0. Configure your domain and web server
Before you proceed with the instructions below, it's necessary to configure your domain and web server first.
Refer to the first part of the WebTunnel guide to see how to set up your web server.
1. Install Golang
To build the WebTunnel server binary, you need to install Golang.
You can install Go on Debian by running:
$ sudo apt install golang
2. Clone and compile
Clone the WebTunnel git repository:
$ git clone https://gitlab.torproject.org/tpo/anti-censorship/pluggable-transports/webtunnel
And compile the WebTunnel server binary:
$ cd webtunnel/main/server
$ go build
Finally, copy the binary to another location:
$ sudo cp server /usr/local/bin/webtunnel
3. Install Tor
On a Debian-like system, install Tor from the Tor Debian repository.
$ sudo apt install apt-transport-https lsb-release
And run these commands to enable the Tor Debian repository:
$ CODENAME=$(lsb_release -cs)
$ cat <<EOF > /etc/apt/sources.list.d/tor.list
deb [signed-by=/usr/share/keyrings/tor-archive-keyring.gpg] https://deb.torproject.org/torproject.org $CODENAME main
deb-src [signed-by=/usr/share/keyrings/tor-archive-keyring.gpg] https://deb.torproject.org/torproject.org $CODENAME main
EOF
Import the Tor Project keyring:
$ wget -qO- https://deb.torproject.org/torproject.org/A3C4F0F979CAA22CDBA8F512EE8CBC9E886DDD89.asc | gpg --dearmor | sudo tee /usr/share/keyrings/tor-archive-keyring.gpg >/dev/null
Finally, update your package list and install Tor:
$ sudo apt update && sudo apt install tor deb.torproject.org-keyring -y
4. Edit your torrc
Edit your Tor config file, usually located at /etc/tor/torrc
and replace its contents with:
url=https://yourdomain/path
with your WebTunnel url including your domain and secret path;
<address@email.com>
with your contact email address;
Nickname WebTunnetTest
with the nickname of your bridge.
BridgeRelay 1
ORPort 127.0.0.1:auto
AssumeReachable 1
ServerTransportPlugin webtunnel exec /usr/local/bin/webtunnel
ServerTransportListenAddr webtunnel 127.0.0.1:15000
ServerTransportOptions webtunnel url=https://yourdomain/path
ExtORPort auto
ContactInfo <address@email.com>
Nickname WebTunnelTest
SocksPort 0
5. Restart Tor
Enable and Start tor:
$ sudo systemctl enable --now tor.service
Or restart it if it was running already, so configurations take effect:
$ sudo systemctl restart tor.service
6. Edit and reload AppArmor tor permission
To allow tor to run your WebTunnel binary, edit the AppArmor system_tor
profile at /etc/apparmor.d/system_tor
and add an entry allowing tor to execute WebTunnel:
# During startup, tor (as root) tries to open various things such as
# directories via check_private_dir(). Let it.

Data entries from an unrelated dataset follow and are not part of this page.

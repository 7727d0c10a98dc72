//! Page objects
//!
//! A [`PageDefinition`] is pure data describing one screen: its route, its
//! field catalog, how to submit it and where its outcome is shown. A
//! [`PageObject`] binds a definition to one live browser session and exposes
//! the operations scenarios are written against.

use std::path::Path;
use std::time::{Duration, Instant};

use serde::Deserialize;
use tracing::{debug, info};

use crate::assertion::{url_matches_route, Outcome, OutcomeStatus};
use crate::catalog::{FieldCatalog, FieldDefinition};
use crate::config::Timeouts;
use crate::driver::BrowserDriver;
use crate::error::{E2eError, E2eResult};
use crate::locator::{Locator, LocatorStrategies};

/// Where a page reports the result of a submission
#[derive(Debug, Clone, Default, Deserialize)]
pub struct OutcomeLocators {
    #[serde(default)]
    pub error_message: LocatorStrategies,
    #[serde(default)]
    pub identifier: LocatorStrategies,
    #[serde(default)]
    pub success_message: LocatorStrategies,
}

#[derive(Debug, Clone, Deserialize)]
pub struct Credentials {
    pub username: String,
    pub password: String,
}

/// Login flow run before navigating to an authenticated page
#[derive(Debug, Clone, Deserialize)]
pub struct LoginPrelude {
    pub route: String,
    pub username: LocatorStrategies,
    pub password: LocatorStrategies,
    pub submit: LocatorStrategies,
    pub credentials: Credentials,
    /// Element that only renders once the user is signed in
    #[serde(default)]
    pub logged_in: Option<Locator>,
}

/// Declarative description of one screen
#[derive(Debug, Clone, Deserialize)]
#[serde(try_from = "PageSpec")]
pub struct PageDefinition {
    pub name: String,
    pub route: String,
    pub success_route: Option<String>,
    pub login: Option<LoginPrelude>,
    pub catalog: FieldCatalog,
    pub submit: LocatorStrategies,
    pub outcomes: OutcomeLocators,
    pub result_view: Option<Locator>,
}

#[derive(Deserialize)]
struct PageSpec {
    name: String,
    route: String,
    #[serde(default)]
    success_route: Option<String>,
    #[serde(default)]
    login: Option<LoginPrelude>,
    fields: Vec<FieldDefinition>,
    submit: LocatorStrategies,
    #[serde(default)]
    outcomes: OutcomeLocators,
    #[serde(default)]
    result_view: Option<Locator>,
}

impl TryFrom<PageSpec> for PageDefinition {
    type Error = E2eError;

    fn try_from(spec: PageSpec) -> E2eResult<Self> {
        let catalog = FieldCatalog::new(spec.name.clone(), spec.fields)?;
        let page = PageDefinition {
            name: spec.name,
            route: spec.route,
            success_route: spec.success_route,
            login: spec.login,
            catalog,
            submit: spec.submit,
            outcomes: spec.outcomes,
            result_view: spec.result_view,
        };
        page.validate()?;
        Ok(page)
    }
}

impl PageDefinition {
    /// Reject definitions a scenario could never complete against
    pub fn validate(&self) -> E2eResult<()> {
        if self.submit.is_empty() {
            return Err(E2eError::Config(format!(
                "page '{}' has no submit locator",
                self.name
            )));
        }
        let o = &self.outcomes;
        if o.error_message.is_empty()
            && o.identifier.is_empty()
            && o.success_message.is_empty()
            && self.success_route.is_none()
        {
            return Err(E2eError::Config(format!(
                "page '{}' declares no outcome locators",
                self.name
            )));
        }
        Ok(())
    }

    pub fn from_yaml(yaml: &str) -> E2eResult<Self> {
        serde_yaml::from_str(yaml).map_err(E2eError::from)
    }

    pub fn from_file(path: &Path) -> E2eResult<Self> {
        let content = std::fs::read_to_string(path)?;
        Self::from_yaml(&content)
    }

    /// Bind this definition to a live session
    pub fn bind<'a>(
        &'a self,
        driver: &'a mut dyn BrowserDriver,
        timeouts: &Timeouts,
    ) -> PageObject<'a> {
        PageObject {
            def: self,
            driver,
            timeouts: timeouts.clone(),
            logged_in: false,
            attempted: Vec::new(),
        }
    }
}

/// Outcome slots, in the order they are checked on every poll
#[derive(Debug, Clone, Copy, PartialEq, Eq)]
enum Slot {
    Error,
    Identifier,
    SuccessMessage,
    SuccessRoute,
}

#[derive(Debug, Clone, Copy, PartialEq, Eq)]
enum Phase {
    Primary,
    Fallback,
}

/// A page definition bound to one browser session
pub struct PageObject<'a> {
    def: &'a PageDefinition,
    driver: &'a mut dyn BrowserDriver,
    timeouts: Timeouts,
    logged_in: bool,
    attempted: Vec<(String, String)>,
}

impl<'a> PageObject<'a> {
    pub fn definition(&self) -> &PageDefinition {
        self.def
    }

    /// Field values written so far, in order
    pub fn attempted(&self) -> &[(String, String)] {
        &self.attempted
    }

    /// Load the entry route, running the login prelude first if the page has one
    pub async fn navigate(&mut self) -> E2eResult<()> {
        if self.def.login.is_some() && !self.logged_in {
            self.login().await?;
        }

        let route = self.def.route.clone();
        debug!("Navigating to {}", route);
        self.driver.goto(&route).await?;

        let timeout = self.timeouts.navigation();
        if !self.driver.wait_for_url(&route, timeout).await? {
            return Err(E2eError::Navigation {
                url: route,
                timeout_ms: self.timeouts.navigation_ms,
            });
        }
        Ok(())
    }

    /// Sign in through the page's login prelude. A no-op for public pages.
    pub async fn login(&mut self) -> E2eResult<()> {
        let def = self.def;
        let Some(login) = &def.login else {
            return Ok(());
        };

        info!("Signing in as '{}' via {}", login.credentials.username, login.route);
        self.driver.goto(&login.route).await?;
        let timeout = self.timeouts.navigation();
        if !self.driver.wait_for_url(&login.route, timeout).await? {
            return Err(E2eError::Navigation {
                url: login.route.clone(),
                timeout_ms: self.timeouts.navigation_ms,
            });
        }

        let username = self.locate(&login.username, "login username").await?;
        self.driver.fill(&username, &login.credentials.username).await?;
        let password = self.locate(&login.password, "login password").await?;
        self.driver.fill(&password, &login.credentials.password).await?;
        let submit = self.locate(&login.submit, "login button").await?;
        self.driver.click(&submit).await?;

        if let Some(marker) = &login.logged_in {
            if !self.driver.wait_for(marker, timeout).await? {
                return Err(E2eError::Timeout(format!("login confirmation {}", marker)));
            }
        }
        self.logged_in = true;
        Ok(())
    }

    /// Write one value into the field named `name`
    pub async fn fill_field(&mut self, name: &str, value: &str) -> E2eResult<()> {
        let field = self.def.catalog.validate_value(name, value)?;
        let is_choice = field.is_choice();
        let strategies = self.def.catalog.strategies(name)?;

        self.attempted.push((name.to_string(), value.to_string()));
        let locator = self.locate(&strategies, name).await?;
        if is_choice {
            self.driver.select_option(&locator, value).await
        } else {
            self.driver.fill(&locator, value).await
        }
    }

    /// Fill several fields in order.
    ///
    /// Every name and choice value is checked against the catalog before the
    /// first write, so an unrunnable scenario never touches the page.
    pub async fn fill_fields(&mut self, inputs: &[(String, String)]) -> E2eResult<()> {
        for (name, value) in inputs {
            self.def.catalog.validate_value(name, value)?;
        }
        for (name, value) in inputs {
            self.fill_field(name, value).await?;
        }
        Ok(())
    }

    /// Trigger the page's primary action. Does not look at the result.
    pub async fn submit(&mut self) -> E2eResult<()> {
        let def = self.def;
        let locator = self.locate(&def.submit, "submit").await?;
        self.driver.click(&locator).await
    }

    /// Observe what the page reports after submission.
    ///
    /// Primary locators (plus the success route) are polled until one shows
    /// up or the primary timeout passes. Only then are fallback locators
    /// polled, for the fallback timeout. Slots are always checked in the
    /// same order, so the same page state always yields the same outcome.
    pub async fn read_outcome(&mut self) -> E2eResult<Outcome> {
        let started = Instant::now();

        let found = match self
            .poll_slots(Phase::Primary, self.timeouts.outcome_primary())
            .await?
        {
            Some(hit) => Some(hit),
            None => {
                debug!("No primary outcome on '{}', trying fallbacks", self.def.name);
                self.poll_slots(Phase::Fallback, self.timeouts.outcome_fallback())
                    .await?
            }
        };

        let Some((slot, locator)) = found else {
            return Err(E2eError::OutcomeNotFound {
                page: self.def.name.clone(),
                waited_ms: started.elapsed().as_millis() as u64,
            });
        };

        let url = self.driver.current_url().await?;
        let result_visible = match &self.def.result_view {
            Some(view) => Some(self.driver.is_visible(view).await?),
            None => None,
        };

        let def = self.def;
        let outcome = match (slot, locator) {
            (Slot::Error, Some(l)) => Outcome {
                status: OutcomeStatus::Failure,
                message: self.driver.text_content(&l).await?,
                identifier: None,
                url: Some(url),
                result_visible,
            },
            (slot, locator) => {
                let identifier = match (slot, &locator) {
                    (Slot::Identifier, Some(l)) => self.driver.text_content(l).await?,
                    _ => self.settle_text(&def.outcomes.identifier).await?,
                };
                let message = match (slot, &locator) {
                    (Slot::SuccessMessage, Some(l)) => self.driver.text_content(l).await?,
                    _ => self.settle_text(&def.outcomes.success_message).await?,
                };
                Outcome {
                    status: OutcomeStatus::Success,
                    message,
                    identifier,
                    url: Some(url),
                    result_visible,
                }
            }
        };

        debug!("Outcome on '{}': {}", self.def.name, outcome);
        Ok(outcome)
    }

    pub async fn read_success_message(&mut self) -> E2eResult<String> {
        let def = self.def;
        self.read_slot_text(&def.outcomes.success_message).await
    }

    pub async fn read_error_message(&mut self) -> E2eResult<String> {
        let def = self.def;
        self.read_slot_text(&def.outcomes.error_message).await
    }

    pub async fn read_identifier(&mut self) -> E2eResult<String> {
        let def = self.def;
        self.read_slot_text(&def.outcomes.identifier).await
    }

    /// Whether the page's result view (e.g. a search results table) is shown
    pub async fn is_result_visible(&mut self) -> E2eResult<bool> {
        let def = self.def;
        let view = def.result_view.as_ref().ok_or_else(|| {
            E2eError::Config(format!("page '{}' has no result view", self.def.name))
        })?;
        self.driver.wait_for(view, self.timeouts.action()).await
    }

    /// Current URL, for failure reports
    pub async fn current_url(&mut self) -> E2eResult<String> {
        self.driver.current_url().await
    }

    pub async fn screenshot(&mut self, path: &Path) -> E2eResult<()> {
        self.driver.screenshot(path).await
    }

    /// Resolve an element through its strategies with the action timeout
    async fn locate(&mut self, strategies: &LocatorStrategies, what: &str) -> E2eResult<Locator> {
        strategies
            .resolve(&mut *self.driver, self.timeouts.action())
            .await?
            .ok_or_else(|| E2eError::Timeout(format!("{} via {}", what, strategies)))
    }

    /// Primary lookup with the primary timeout, then fallbacks with theirs
    async fn read_slot_text(&mut self, strategies: &LocatorStrategies) -> E2eResult<String> {
        let started = Instant::now();
        let mut waits = std::iter::once(self.timeouts.outcome_primary())
            .chain(std::iter::repeat(self.timeouts.outcome_fallback()));

        for locator in strategies.iter() {
            let wait = waits.next().unwrap_or_default();
            if self.driver.wait_for(locator, wait).await? {
                return Ok(self.driver.text_content(locator).await?.unwrap_or_default());
            }
        }
        Err(E2eError::OutcomeNotFound {
            page: self.def.name.clone(),
            waited_ms: started.elapsed().as_millis() as u64,
        })
    }

    /// Text of a secondary success element that may render just after the first
    async fn settle_text(&mut self, strategies: &LocatorStrategies) -> E2eResult<Option<String>> {
        if strategies.is_empty() {
            return Ok(None);
        }
        match strategies
            .resolve(&mut *self.driver, self.timeouts.settle())
            .await?
        {
            Some(locator) => self.driver.text_content(&locator).await,
            None => Ok(None),
        }
    }

    /// One polling phase over all outcome slots.
    ///
    /// Returns the slot that resolved and the locator that matched it (the
    /// success route has no locator).
    async fn poll_slots(
        &mut self,
        phase: Phase,
        budget: Duration,
    ) -> E2eResult<Option<(Slot, Option<Locator>)>> {
        let deadline = Instant::now() + budget;
        let def = self.def;
        let outcomes = &def.outcomes;
        let slots = [
            (Slot::Error, &outcomes.error_message),
            (Slot::Identifier, &outcomes.identifier),
            (Slot::SuccessMessage, &outcomes.success_message),
        ];

        loop {
            for (slot, strategies) in slots {
                let candidates: &[Locator] = match phase {
                    Phase::Primary => strategies.primary().map(std::slice::from_ref).unwrap_or(&[]),
                    Phase::Fallback => strategies.fallbacks(),
                };
                for locator in candidates {
                    if self.driver.is_visible(locator).await? {
                        return Ok(Some((slot, Some(locator.clone()))));
                    }
                }
            }

            if phase == Phase::Primary {
                if let Some(route) = &def.success_route {
                    let url = self.driver.current_url().await?;
                    if url_matches_route(&url, route) {
                        return Ok(Some((Slot::SuccessRoute, None)));
                    }
                }
            }

            let now = Instant::now();
            if now >= deadline {
                return Ok(None);
            }
            let pause = self.timeouts.poll_interval().min(deadline - now);
            tokio::time::sleep(pause).await;
        }
    }
}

/usr/local/bin/webtunnel ix,
Reload the AppArmor profile:
$ sudo apparmor_parser -r /etc/apparmor.d/system_tor
After modifying the profile and reloading it, test to see if the tor process can now execute /usr/local/bin/webtunnel
without any AppArmor denials.
Check the system logs (e.g., dmesg
or /var/log/syslog
) to ensure the error doesn't reappear.
7. Monitor your logs
To confirm your bridge is running with no issues, you should see something like this (usually in /var/log/syslog or run sudo journalctl -e -u tor@default
):
[notice] Your Tor server's identity key fingerprint is '<NICKNAME> <FINGERPRINT>'
[notice] Your Tor bridge's hashed identity key fingerprint is '<NICKNAME> <HASHED FINGERPRINT>'
[notice] Tor has successfully opened a circuit. Looks like client functionality is working.
[notice] Bootstrapped 100%: Done
You can monitor your WebTunnel bridge's usage on Relay Search.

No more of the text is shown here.